= Required work =
Make an exact copy of all the entries shown below.

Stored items
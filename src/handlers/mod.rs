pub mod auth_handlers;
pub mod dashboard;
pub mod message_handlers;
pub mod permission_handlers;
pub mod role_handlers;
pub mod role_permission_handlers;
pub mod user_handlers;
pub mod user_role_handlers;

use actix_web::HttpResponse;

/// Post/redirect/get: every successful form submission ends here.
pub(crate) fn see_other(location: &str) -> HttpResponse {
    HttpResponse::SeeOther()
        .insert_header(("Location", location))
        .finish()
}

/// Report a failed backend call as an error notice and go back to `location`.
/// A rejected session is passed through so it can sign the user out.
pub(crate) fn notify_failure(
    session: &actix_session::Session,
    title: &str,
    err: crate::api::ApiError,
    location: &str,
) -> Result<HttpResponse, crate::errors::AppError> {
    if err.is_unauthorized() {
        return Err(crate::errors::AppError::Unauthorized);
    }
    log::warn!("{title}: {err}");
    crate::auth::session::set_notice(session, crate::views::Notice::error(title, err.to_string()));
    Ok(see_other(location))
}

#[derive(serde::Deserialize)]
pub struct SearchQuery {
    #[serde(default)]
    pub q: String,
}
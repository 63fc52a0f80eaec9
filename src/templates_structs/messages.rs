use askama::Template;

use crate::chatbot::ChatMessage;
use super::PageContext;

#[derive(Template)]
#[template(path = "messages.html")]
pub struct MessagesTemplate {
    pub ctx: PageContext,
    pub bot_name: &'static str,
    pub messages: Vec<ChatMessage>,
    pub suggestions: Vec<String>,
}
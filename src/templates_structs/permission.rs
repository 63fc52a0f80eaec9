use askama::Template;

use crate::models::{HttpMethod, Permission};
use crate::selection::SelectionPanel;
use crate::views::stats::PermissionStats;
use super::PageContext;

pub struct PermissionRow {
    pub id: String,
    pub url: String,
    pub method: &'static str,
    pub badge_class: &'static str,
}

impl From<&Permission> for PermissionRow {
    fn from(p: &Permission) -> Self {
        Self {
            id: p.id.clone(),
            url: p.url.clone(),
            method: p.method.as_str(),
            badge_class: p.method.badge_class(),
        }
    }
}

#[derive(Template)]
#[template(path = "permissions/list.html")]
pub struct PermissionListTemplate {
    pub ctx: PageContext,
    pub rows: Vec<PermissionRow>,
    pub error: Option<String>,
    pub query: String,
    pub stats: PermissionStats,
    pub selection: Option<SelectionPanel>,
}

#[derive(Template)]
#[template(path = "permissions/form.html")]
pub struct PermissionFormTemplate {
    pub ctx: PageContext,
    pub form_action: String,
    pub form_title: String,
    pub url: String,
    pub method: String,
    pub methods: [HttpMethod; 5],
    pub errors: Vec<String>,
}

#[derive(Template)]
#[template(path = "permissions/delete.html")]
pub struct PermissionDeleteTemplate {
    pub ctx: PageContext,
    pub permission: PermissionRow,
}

= Response area =
filename src/handlers/mod.rs
pub mod auth_handlers;
pub mod dashboard;
pub mod message_handlers;
pub mod permission_handlers;
pub mod role_handlers;
pub mod role_permission_handlers;
pub mod user_handlers;
pub mod user_role_handlers;

use actix_web::HttpResponse;

/// Post/redirect/get: every successful form submission ends here.
pub(crate) fn see_other(location: &str) -> HttpResponse {
    HttpResponse::SeeOther()
        .insert_header(("Location", location))
        .finish()
}

/// Report a failed backend call as an error notice and go back to `location`.
/// A rejected session is passed through so it can sign the user out.
pub(crate) fn notify_failure(
    session: &actix_session::Session,
    title: &str,
    err: crate::api::ApiError,
    location: &str,
) -> Result<HttpResponse, crate::errors::AppError> {
    if err.is_unauthorized() {
        return Err(crate::errors::AppError::Unauthorized);
    }
    log::warn!("{title}: {err}");
    crate::auth::session::set_notice(session, crate::views::Notice::error(title, err.to_string()));
    Ok(see_other(location))
}

#[derive(serde::Deserialize)]
pub struct SearchQuery {
    #[serde(default)]
    pub q: String,
}
repository 63fc52a0f80eaec9
filename src/templates_structs/messages.rs
use askama::Template;

use crate::chatbot::ChatMessage;
use super::PageContext;

#[derive(Template)]
#[template(path = "messages.html")]
pub struct MessagesTemplate {
    pub ctx: PageContext,
    pub bot_name: &'static str,
    pub messages: Vec<ChatMessage>,
    pub suggestions: Vec<String>,
}
filename src/templates_structs/permission.rs
repository 63fc52a0f80eaec9
use askama::Template;

use crate::models::{HttpMethod, Permission};
use crate::selection::SelectionPanel;
use crate::views::stats::PermissionStats;
use super::PageContext;

pub struct PermissionRow {
    pub id: String,
    pub url: String,
    pub method: &'static str,
    pub badge_class: &'static str,
}

impl From<&Permission> for PermissionRow {
    fn from(p: &Permission) -> Self {
        Self {
            id: p.id.clone(),
            url: p.url.clone(),
            method: p.method.as_str(),
            badge_class: p.method.badge_class(),
        }
    }
}

#[derive(Template)]
#[template(path = "permissions/list.html")]
pub struct PermissionListTemplate {
    pub ctx: PageContext,
    pub rows: Vec<PermissionRow>,
    pub error: Option<String>,
    pub query: String,
    pub stats: PermissionStats,
    pub selection: Option<SelectionPanel>,
}

#[derive(Template)]
#[template(path = "permissions/form.html")]
pub struct PermissionFormTemplate {
    pub ctx: PageContext,
    pub form_action: String,
    pub form_title: String,
    pub url: String,
    pub method: String,
    pub methods: [HttpMethod; 5],
    pub errors: Vec<String>,
}

#[derive(Template)]
#[template(path = "permissions/delete.html")]
pub struct PermissionDeleteTemplate {
    pub ctx: PageContext,
    pub permission: PermissionRow,
}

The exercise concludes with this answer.